It has been a good long while; some of it due to a lack of internet connection.  It was probably a good thing, as I find limiting net time difficult. 

Like the subject line, I'm facing one of those times when everything is going very well so there has to be one obstacle, in the form of another human being. 

I guess I am just trying to find a new mental approach to this conflict; rather than openly approaching the way I want to, which is to say war mode, I am wodering if I can manage to put this person into the appropriate perspective. IE, don't argue with stupid it will drag you down to its level and beat you with experience. (Thanks George Carlin, I miss your earthly presence and am grateful you have been enshrined into youtube).

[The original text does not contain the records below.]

//! # kvfifo
//!
//! A key-addressable FIFO container with copy-on-write clones and ordered
//! key iteration.
//!
//! ## Overview
//!
//! This library provides [`KvFifo`], an in-memory queue of key/value entries
//! that combines three views of the same data:
//!
//! - **FIFO order**: entries keep strict insertion order; `push` appends at
//!   the back, `pop` removes at the front.
//! - **Key addressing**: the earliest and latest entry of any key are
//!   reachable in O(log n), and all entries of a key can be relocated to the
//!   back as one contiguous run.
//! - **Ordered keys**: the distinct keys currently present can be iterated
//!   in ascending order.
//!
//! Cloning a container is O(1): clones share storage and privatize it with a
//! deep copy only on the first divergent mutation (copy-on-write).
//!
//! ## Feature Flags
//!
//! - `arc`: use `Arc` instead of `Rc` for the shared storage pointer.
//!
//! ## Example
//!
//! ```rust
//! use kvfifo::prelude::*;
//!
//! let mut fifo = KvFifo::new();
//! fifo.push("a", 1);
//! fifo.push("b", 2);
//! fifo.push("a", 3);
//!
//! assert_eq!(fifo.front(), Ok((&"a", &1)));
//! assert_eq!(fifo.last(&"a"), Ok((&"a", &3)));
//!
//! let snapshot = fifo.clone(); // O(1), shares storage
//! fifo.pop()?;
//! assert_eq!(fifo.len(), 2);
//! assert_eq!(snapshot.len(), 3); // unaffected by the mutation
//! # Ok::<(), kvfifo::KvFifoError>(())
//! ```

#![forbid(unsafe_code)]
#![warn(missing_docs)]
#![warn(clippy::all)]
#![warn(clippy::pedantic)]
#![warn(clippy::nursery)]

/// Prelude module for convenient imports.
///
/// Re-exports commonly used types.
///
/// # Usage
///
/// ```rust
/// use kvfifo::prelude::*;
/// ```
pub mod prelude {
    pub use crate::fifo::*;
}

pub mod fifo;

pub use fifo::KvFifo;
pub use fifo::KvFifoError;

It is a soft spot as it is to do with my disabled child. I would much prefer to throw my hands in the air, perhaps in a certain direction, and just home school him. But on the other hand, it isn't his fault there are no schools for him here and the official policy is one of inclusion.  We are dealing with an egotistical fixer, who doesn't listen and whose need to be in control exceeds every other need in the room.  I am like a red flag to people like that, mostly because I have a raw and very direct intelligence; I thrive in verbal and written exchanges and pursuing my point. It is also an extra insult to the fragile, because there is nothing in my social background to suggest this intelligence should even exist. The difficulty is he is my son, and I have been surprised to discover, my weak spot. To think anyone fails to see him as a human being in the place where that basic respect ought to most particularly exist, begins to raise my maternal instinct to an almost primal level. This is not conducive to dispassionate, logical and winning argument.

So of course I'm bringing it here.  I must detach myself from this as a personal threat to our safety, which it is, but to work from that angle will simply feed into the other persons energy and take from my own. 

So, I will try instead to see this as a little obstacle HP has thrown me for a little amusement and perhaps as a pop quiz to see how well I have learned this familiar test.

I expect to encounter a lot of it in the profession I have chosen, so perhaps this is good practice.

I am aiming to have the matter resolved swiftly, concisely and on precise terms.

Wish me luck!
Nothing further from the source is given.